The two primary recent threats to regional security, Islamic Sunni radicals particularly the Islamic State, and Iran and its regional proxies, have been decisively beaten. Russia, at times a serious outside destabilizing factor, has been weakened significantly in the region and preoccupied with Ukraine.
None are finished, and their leaders are seeking comebacks, but their positions are dramatically weaker, and the rest of the region, minus some serious interstate and domestic turbulence, is relatively united and stable. But consolidation of this turn of events into long term success requires an understanding of the moment and the mission.
For the last decade the U.S. and its various partners and allies focused on “the other”—those hostile Sunni and Shia religious and state challenges to the regional order, and to a lesser degree on Russia in Syria.
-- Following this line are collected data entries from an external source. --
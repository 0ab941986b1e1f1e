//! Constrained random color sampling.
//!
//! Whole triples are drawn uniformly and re-rolled when they land inside any
//! exclusion range. Rejection sampling is capped; past the cap a scan over
//! the full 24-bit space from a random start finds the first allowed color,
//! so a saturated blacklist yields `None` instead of spinning forever.

use rand::Rng;

use super::{Color, ExclusionRange};

/// Rejection attempts before falling back to a scan.
pub const MAX_REJECTION_ATTEMPTS: usize = 4096;

const COLOR_SPACE: u32 = 1 << 24;

/// Samples colors outside a set of exclusion ranges.
#[derive(Debug, Clone, Copy)]
pub struct ColorSampler {
    max_attempts: usize,
}

impl Default for ColorSampler {
    fn default() -> Self {
        Self {
            max_attempts: MAX_REJECTION_ATTEMPTS,
        }
    }
}

impl ColorSampler {
    /// Sampler giving up on rejection sampling after `max_attempts` draws.
    pub fn with_max_attempts(max_attempts: usize) -> Self {
        Self { max_attempts }
    }

    /// Draw a color outside every range in `ranges`.
    ///
    /// Returns `None` only when the ranges cover the whole color space.
    pub fn sample<R: Rng + ?Sized>(&self, ranges: &[ExclusionRange], rng: &mut R) -> Option<Color> {
        for _ in 0..self.max_attempts {
            let candidate = Color::new(rng.gen(), rng.gen(), rng.gen());
            if !is_excluded(ranges, candidate) {
                return Some(candidate);
            }
        }

        tracing::warn!(
            ranges = ranges.len(),
            attempts = self.max_attempts,
            "rejection sampling exhausted, scanning color space"
        );
        let start = rng.gen_range(0..COLOR_SPACE);
        (0..COLOR_SPACE)
            .map(|offset| Color::from_u32((start + offset) % COLOR_SPACE))
            .find(|candidate| !is_excluded(ranges, *candidate))
    }
}

/// Sample with the thread-local generator and default attempt cap.
pub fn sample_color(ranges: &[ExclusionRange]) -> Option<Color> {
    ColorSampler::default().sample(ranges, &mut rand::thread_rng())
}

fn is_excluded(ranges: &[ExclusionRange], color: Color) -> bool {
    ranges.iter().any(|range| range.contains(color))
}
Now with the 2025 decisive victory over the Iranian regional threat, the task is to forge permanent stabilization working through that victorious alliance, the U.S., Israel, Arab states, Turkey, and a supporting cast of European, international organization and UN actors. The obstacles today do not rest so much with those foes of yesterday, but rather differences within this victorious alliance. The moment thus resembles 1919, when the World War I victors maneuvered to advance individual goals, often at the expense of others. The result was a gradual breakdown of the 1919 order, and a turn within twenty years to renewed world war. The most important task today for the region and these victorious states is to avoid a repeat.
While much of the global public and media attention since the October 7, 2023, Hamas attack on Israel has focused on the legitimate plight of Gaza civilians and illegitimate accusations of Israeli war crimes, the big story in the Middle East has been the destruction of the Iranian regional proxy and asymmetrical warfare threat. For twenty-five years, beginning with Iran’s secret nuclear weapons program, Israel’s 2000 withdrawal from Lebanon, and the defeat of Iran’s most feared rival, Saddam Hussein by the U.S. in 2003, the Islamic Republic had expanded........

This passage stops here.